Dr. Lorraine Holtslander - My current work in this area is to find ways to support family caregivers in the community. We have a partnership with the Saskatoon Council on Aging to develop an "app" that supports wellness for caregivers of older adults in the community.

Dr. Kelly Penz – My Professional Quality of Life program of research explores the psychosocial wellbeing and nature of practice of nurses who provide palliative and end of life care and nurses in rural/remote practice provincially and nationally.

Dr. Tracie Risling - I am a health informatics researcher working on projects where technology, people, and health collide, advocating for better access to electronic health information and other digital tools to support improved patient empowerment and engagement for us all.

Dr. Noelle Rohatinsky - My work in this area focuses on:  1) workplace learning and transition of healthcare providers and students to their work environments, and 2) assisting clients with their transition in being diagnosed with chronic illnesses and self-managing their conditions.

Dr. Shelley Spurr - I am investigating the possibility of using technology as a novel approach for convenient and more accessible oral health screening and referral for patients living in northern and remote communities.

Dr. Huey-Ming Tzeng - My research area is patient safety and quality of care for adults and older adults with a focus on fall prevention and patient engagement in self-care, and how these link to patient-centered outcomes (e.g., decreased emergency room use).

Students involved in Innovations in Health Systems and Education Research include:

Margie Burns – I am interested in finding ways to support rural and remote family members who are required to travel significant distances to be with critically ill family members who have been transferred to  tertiary care centres for advanced critical care services.

Kathryn Chachula – My current work in this area is centered on undergraduate nursing education with a focus on student burnout and secondary traumatic stress.

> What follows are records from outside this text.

//! Chat collaborator used for classification and report generation
//!
//! The pipeline only depends on [`ChatModel`]; [`OpenAiClient`] is the
//! HTTP implementation for OpenAI-compatible chat completion endpoints.

pub mod client;

use crate::errors::ServiceError;
use crate::types::ChatMessage;
use async_trait::async_trait;

pub use client::OpenAiClient;

/// A service that answers an ordered list of role-tagged messages with text
#[async_trait]
pub trait ChatModel: Send + Sync {
    /// Send one request and return the reply text
    async fn complete(&self, messages: &[ChatMessage]) -> Result<String, ServiceError>;

    /// Model identifier, for display and logs
    fn model(&self) -> &str;
}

I am interested in developing practice guidelines for nurse educators that support nursing students in developing healthy coping patterns and building resiliency as future health care providers.

Amber Gilberto – My current goal in this area is to offer a new recovery focused clinical intervention for veterans of the Canadian Armed Forces and RCMP; focusing on transition and integration into civilian society.

April Mackey – My work in this area focuses on where and how Information and Communication Technologies are being used to support women’s health.

Gloria Udoh - I am interested in exploring the communication techniques nurses can use to increase their confidence and quality of care for palliative care clients and caregivers.

Mary Ellen Walker - I am interested in how government policies related to social welfare in various countries influences health interventions as I believe  exploring differences in outcomes between countries can help uncover better ways to provide health care.

Katie Nussbaum - My current thesis work in this area is about pediatric registered nurses' perspectives on new technology and the impact on patient care.

Sharleen Jahner - My current work in this area is to support the psychological well-being of rural nurses through research, education, prevention, and programming in their community.